--- Provided records ---
"""

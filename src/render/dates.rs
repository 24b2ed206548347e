use chrono::{DateTime, FixedOffset, Locale, NaiveDate, NaiveDateTime};
use serde_json::Value;

const DISPLAY_FORMAT: &str = "%-d %B %Y г., %H:%M:%S";

const NAIVE_FORMATS: [&str; 4] = [
    "%Y-%m-%dT%H:%M:%S%.f",
    "%Y-%m-%d %H:%M:%S%.f",
    "%Y-%m-%dT%H:%M",
    "%Y-%m-%d %H:%M",
];

/// Fields are treated as dates purely by name.
pub fn is_date_key(key: &str) -> bool {
    key.to_lowercase().contains("date")
}

/// Formatted replacement for `value` when `key` names a date and the value
/// parses as one. `None` means show the raw value.
pub fn localize(key: &str, value: &Value) -> Option<String> {
    if !is_date_key(key) || is_falsy(value) {
        return None;
    }
    parse_date_value(value).map(format_date)
}

pub fn format_date(dt: DateTime<FixedOffset>) -> String {
    dt.format_localized(DISPLAY_FORMAT, Locale::ru_RU).to_string()
}

/// Strings in the common wire formats, or numbers as epoch milliseconds.
pub fn parse_date_value(value: &Value) -> Option<DateTime<FixedOffset>> {
    match value {
        Value::String(s) => parse_date_str(s),
        Value::Number(n) => {
            let millis = match n.as_i64() {
                Some(ms) => ms,
                None => {
                    let f = n.as_f64()?;
                    if !f.is_finite() {
                        return None;
                    }
                    f.trunc() as i64
                }
            };
            DateTime::from_timestamp_millis(millis).map(|dt| dt.fixed_offset())
        }
        _ => None,
    }
}

pub fn parse_date_str(raw: &str) -> Option<DateTime<FixedOffset>> {
    let s = raw.trim();
    if s.is_empty() {
        return None;
    }
    if let Ok(dt) = DateTime::parse_from_rfc3339(s) {
        return Some(dt);
    }
    if let Ok(dt) = DateTime::parse_from_rfc2822(s) {
        return Some(dt);
    }
    for fmt in NAIVE_FORMATS {
        if let Ok(naive) = NaiveDateTime::parse_from_str(s, fmt) {
            return Some(naive.and_utc().fixed_offset());
        }
    }
    NaiveDate::parse_from_str(s, "%Y-%m-%d")
        .ok()
        .and_then(|d| d.and_hms_opt(0, 0, 0))
        .map(|naive| naive.and_utc().fixed_offset())
}

// Empty strings, zero and false are never parsed.
fn is_falsy(value: &Value) -> bool {
    match value {
        Value::Null => true,
        Value::Bool(b) => !b,
        Value::String(s) => s.is_empty(),
        Value::Number(n) => n.as_f64() == Some(0.0),
        _ => false,
    }
}

#[cfg(test)]
mod tests {
    use serde_json::json;

    use super::*;

    #[test]
    fn date_keys_match_case_insensitively() {
        assert!(is_date_key("dateCreated"));
        assert!(is_date_key("DeliveryDate"));
        assert!(is_date_key("UPDATE_TS"));
        assert!(!is_date_key("paymentDT"));
    }

    #[test]
    fn rfc3339_keeps_its_offset() {
        let out = localize("dateCreated", &json!("2021-11-26T06:22:19+03:00")).unwrap();
        assert!(out.starts_with("26 "));
        assert!(out.ends_with("2021 г., 06:22:19"));
    }

    #[test]
    fn utc_suffix_is_supported() {
        let out = localize("date_created", &json!("2021-11-26T06:22:19Z")).unwrap();
        assert!(out.ends_with("2021 г., 06:22:19"));
    }

    #[test]
    fn naive_and_date_only_values_are_utc() {
        let out = localize("date", &json!("2024-02-29 23:05:00")).unwrap();
        assert!(out.starts_with("29 "));
        assert!(out.ends_with("2024 г., 23:05:00"));

        let out = localize("shipDate", &json!("2024-03-01")).unwrap();
        assert!(out.ends_with("2024 г., 00:00:00"));
    }

    #[test]
    fn minutes_without_seconds_are_accepted() {
        let out = localize("deliveryDate", &json!("2024-03-01T10:15")).unwrap();
        assert!(out.starts_with("1 "));
        assert!(out.ends_with("2024 г., 10:15:00"));

        let out = localize("deliveryDate", &json!("2024-03-01 10:15")).unwrap();
        assert!(out.ends_with("2024 г., 10:15:00"));
    }

    #[test]
    fn numbers_are_epoch_millis() {
        let out = localize("date", &json!(1_637_907_739_000_i64)).unwrap();
        assert!(out.ends_with("2021 г., 06:22:19"));
    }

    #[test]
    fn invalid_values_are_left_alone() {
        assert_eq!(localize("dateCreated", &json!("not a date")), None);
        assert_eq!(localize("dateCreated", &json!("2021-13-45")), None);
        assert_eq!(localize("dateCreated", &json!({"y": 2021})), None);
        assert_eq!(localize("dateCreated", &json!(true)), None);
    }

    #[test]
    fn falsy_values_are_not_parsed() {
        assert_eq!(localize("dateCreated", &json!(0)), None);
        assert_eq!(localize("dateCreated", &json!("")), None);
        assert_eq!(localize("dateCreated", &json!(null)), None);
    }

    #[test]
    fn non_date_keys_are_never_formatted() {
        assert_eq!(localize("created", &json!("2021-11-26T06:22:19Z")), None);
    }
}
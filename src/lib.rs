pub mod adapter;
pub mod app;
pub mod cli;
pub mod config;
pub mod error;
pub mod fetcher;
pub mod messages;
pub mod output;
pub mod present;
pub mod render;

#[cfg(test)]
mod tests;
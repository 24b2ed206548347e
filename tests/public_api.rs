use std::sync::Arc;

use async_trait::async_trait;
use order_viewer::adapter::{adapt, Envelope};
use order_viewer::error::ViewError;
use order_viewer::fetcher::OrderSource;
use order_viewer::output::{Layout, MemoryTarget};
use order_viewer::present::{Outcome, Presenter};
use order_viewer::render::{render_array, render_object, render_order};
use serde_json::{json, Value};

struct Canned(Value);

#[async_trait]
impl OrderSource for Canned {
    async fn fetch_order(&self, _id: &str) -> Result<Value, ViewError> {
        Ok(self.0.clone())
    }
}

#[test]
fn adapter_round_trip_matches_flat_shape() {
    let raw = json!({
        "Order": {"id": 1, "status": "new"},
        "Delivery": {"city": "X"},
        "Payment": {"amount": 10},
        "Items": [{"sku": "a"}]
    });
    let out = adapt(&raw, Envelope::Auto).unwrap();
    assert_eq!(
        Value::Object(out),
        json!({
            "id": 1,
            "status": "new",
            "Delivery": {"city": "X"},
            "Payment": {"amount": 10},
            "Items": [{"sku": "a"}]
        })
    );
}

#[test]
fn renderers_compose() {
    assert_eq!(render_array(&[]), "(пусто)");

    let delivery = json!({"city": "X", "zip": "2639809"});
    let table = render_object(delivery.as_object().unwrap(), Some("delivery"));
    assert_eq!(table.matches("<tr>").count(), 2);

    let order = json!({"id": 3, "Items": [{"sku": "a"}]});
    let html = render_order(order.as_object());
    assert!(html.contains(">sku</th>"));
    assert!(render_order(None).contains("Нет данных о заказе"));
}

#[tokio::test]
async fn presenter_output_fits_in_host_page() {
    let target = Arc::new(MemoryTarget::default());
    let presenter = Presenter::new(
        Arc::new(Canned(json!({"Order": {"id": 42, "status": "new"}}))),
        target.clone(),
        Envelope::Combined,
    );

    let outcome = presenter.present("42").await.unwrap();
    assert!(matches!(outcome, Outcome::Rendered { .. }));

    let markup = target.last().await.unwrap();
    let page = Layout::Page.wrap("42", &markup);
    assert!(page.contains("<div id=\"result\">"));
    assert!(page.contains("<td><strong>status:</strong></td><td>new</td>"));
}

"""

--- Your goal ---
Your task is to reproduce all the records above exactly as they appear.

--- Result ---
filename src/render/dates.rs
repository 24b2ed206548347e
use chrono::{DateTime, FixedOffset, Locale, NaiveDate, NaiveDateTime};
use serde_json::Value;

const DISPLAY_FORMAT: &str = "%-d %B %Y г., %H:%M:%S";

const NAIVE_FORMATS: [&str; 4] = [
    "%Y-%m-%dT%H:%M:%S%.f",
    "%Y-%m-%d %H:%M:%S%.f",
    "%Y-%m-%dT%H:%M",
    "%Y-%m-%d %H:%M",
];

/// Fields are treated as dates purely by name.
pub fn is_date_key(key: &str) -> bool {
    key.to_lowercase().contains("date")
}

/// Formatted replacement for `value` when `key` names a date and the value
/// parses as one. `None` means show the raw value.
pub fn localize(key: &str, value: &Value) -> Option<String> {
    if !is_date_key(key) || is_falsy(value) {
        return None;
    }
    parse_date_value(value).map(format_date)
}

pub fn format_date(dt: DateTime<FixedOffset>) -> String {
    dt.format_localized(DISPLAY_FORMAT, Locale::ru_RU).to_string()
}

/// Strings in the common wire formats, or numbers as epoch milliseconds.
pub fn parse_date_value(value: &Value) -> Option<DateTime<FixedOffset>> {
    match value {
        Value::String(s) => parse_date_str(s),
        Value::Number(n) => {
            let millis = match n.as_i64() {
                Some(ms) => ms,
                None => {
                    let f = n.as_f64()?;
                    if !f.is_finite() {
                        return None;
                    }
                    f.trunc() as i64
                }
            };
            DateTime::from_timestamp_millis(millis).map(|dt| dt.fixed_offset())
        }
        _ => None,
    }
}

pub fn parse_date_str(raw: &str) -> Option<DateTime<FixedOffset>> {
    let s = raw.trim();
    if s.is_empty() {
        return None;
    }
    if let Ok(dt) = DateTime::parse_from_rfc3339(s) {
        return Some(dt);
    }
    if let Ok(dt) = DateTime::parse_from_rfc2822(s) {
        return Some(dt);
    }
    for fmt in NAIVE_FORMATS {
        if let Ok(naive) = NaiveDateTime::parse_from_str(s, fmt) {
            return Some(naive.and_utc().fixed_offset());
        }
    }
    NaiveDate::parse_from_str(s, "%Y-%m-%d")
        .ok()
        .and_then(|d| d.and_hms_opt(0, 0, 0))
        .map(|naive| naive.and_utc().fixed_offset())
}

// Empty strings, zero and false are never parsed.
fn is_falsy(value: &Value) -> bool {
    match value {
        Value::Null => true,
        Value::Bool(b) => !b,
        Value::String(s) => s.is_empty(),
        Value::Number(n) => n.as_f64() == Some(0.0),
        _ => false,
    }
}

#[cfg(test)]
mod tests {
    use serde_json::json;

    use super::*;

    #[test]
    fn date_keys_match_case_insensitively() {
        assert!(is_date_key("dateCreated"));
        assert!(is_date_key("DeliveryDate"));
        assert!(is_date_key("UPDATE_TS"));
        assert!(!is_date_key("paymentDT"));
    }

    #[test]
    fn rfc3339_keeps_its_offset() {
        let out = localize("dateCreated", &json!("2021-11-26T06:22:19+03:00")).unwrap();
        assert!(out.starts_with("26 "));
        assert!(out.ends_with("2021 г., 06:22:19"));
    }

    #[test]
    fn utc_suffix_is_supported() {
        let out = localize("date_created", &json!("2021-11-26T06:22:19Z")).unwrap();
        assert!(out.ends_with("2021 г., 06:22:19"));
    }

    #[test]
    fn naive_and_date_only_values_are_utc() {
        let out = localize("date", &json!("2024-02-29 23:05:00")).unwrap();
        assert!(out.starts_with("29 "));
        assert!(out.ends_with("2024 г., 23:05:00"));

        let out = localize("shipDate", &json!("2024-03-01")).unwrap();
        assert!(out.ends_with("2024 г., 00:00:00"));
    }

    #[test]
    fn minutes_without_seconds_are_accepted() {
        let out = localize("deliveryDate", &json!("2024-03-01T10:15")).unwrap();
        assert!(out.starts_with("1 "));
        assert!(out.ends_with("2024 г., 10:15:00"));

        let out = localize("deliveryDate", &json!("2024-03-01 10:15")).unwrap();
        assert!(out.ends_with("2024 г., 10:15:00"));
    }

    #[test]
    fn numbers_are_epoch_millis() {
        let out = localize("date", &json!(1_637_907_739_000_i64)).unwrap();
        assert!(out.ends_with("2021 г., 06:22:19"));
    }

    #[test]
    fn invalid_values_are_left_alone() {
        assert_eq!(localize("dateCreated", &json!("not a date")), None);
        assert_eq!(localize("dateCreated", &json!("2021-13-45")), None);
        assert_eq!(localize("dateCreated", &json!({"y": 2021})), None);
        assert_eq!(localize("dateCreated", &json!(true)), None);
    }

    #[test]
    fn falsy_values_are_not_parsed() {
        assert_eq!(localize("dateCreated", &json!(0)), None);
        assert_eq!(localize("dateCreated", &json!("")), None);
        assert_eq!(localize("dateCreated", &json!(null)), None);
    }

    #[test]
    fn non_date_keys_are_never_formatted() {
        assert_eq!(localize("created", &json!("2021-11-26T06:22:19Z")), None);
    }
}
filename src/lib.rs
pub mod adapter;
pub mod app;
pub mod cli;
pub mod config;
pub mod error;
pub mod fetcher;
pub mod messages;
pub mod output;
pub mod present;
pub mod render;

#[cfg(test)]
mod tests;
repository 24b2ed206548347e
filename tests/public_api.rs
use std::sync::Arc;

use async_trait::async_trait;
use order_viewer::adapter::{adapt, Envelope};
use order_viewer::error::ViewError;
use order_viewer::fetcher::OrderSource;
use order_viewer::output::{Layout, MemoryTarget};
use order_viewer::present::{Outcome, Presenter};
use order_viewer::render::{render_array, render_object, render_order};
use serde_json::{json, Value};

struct Canned(Value);

#[async_trait]
impl OrderSource for Canned {
    async fn fetch_order(&self, _id: &str) -> Result<Value, ViewError> {
        Ok(self.0.clone())
    }
}

#[test]
fn adapter_round_trip_matches_flat_shape() {
    let raw = json!({
        "Order": {"id": 1, "status": "new"},
        "Delivery": {"city": "X"},
        "Payment": {"amount": 10},
        "Items": [{"sku": "a"}]
    });
    let out = adapt(&raw, Envelope::Auto).unwrap();
    assert_eq!(
        Value::Object(out),
        json!({
            "id": 1,
            "status": "new",
            "Delivery": {"city": "X"},
            "Payment": {"amount": 10},
            "Items": [{"sku": "a"}]
        })
    );
}

#[test]
fn renderers_compose() {
    assert_eq!(render_array(&[]), "(пусто)");

    let delivery = json!({"city": "X", "zip": "2639809"});
    let table = render_object(delivery.as_object().unwrap(), Some("delivery"));
    assert_eq!(table.matches("<tr>").count(), 2);

    let order = json!({"id": 3, "Items": [{"sku": "a"}]});
    let html = render_order(order.as_object());
    assert!(html.contains(">sku</th>"));
    assert!(render_order(None).contains("Нет данных о заказе"));
}

#[tokio::test]
async fn presenter_output_fits_in_host_page() {
    let target = Arc::new(MemoryTarget::default());
    let presenter = Presenter::new(
        Arc::new(Canned(json!({"Order": {"id": 42, "status": "new"}}))),
        target.clone(),
        Envelope::Combined,
    );

    let outcome = presenter.present("42").await.unwrap();
    assert!(matches!(outcome, Outcome::Rendered { .. }));

    let markup = target.last().await.unwrap();
    let page = Layout::Page.wrap("42", &markup);
    assert!(page.contains("<div id=\"result\">"));
    assert!(page.contains("<td><strong>status:</strong></td><td>new</td>"));
}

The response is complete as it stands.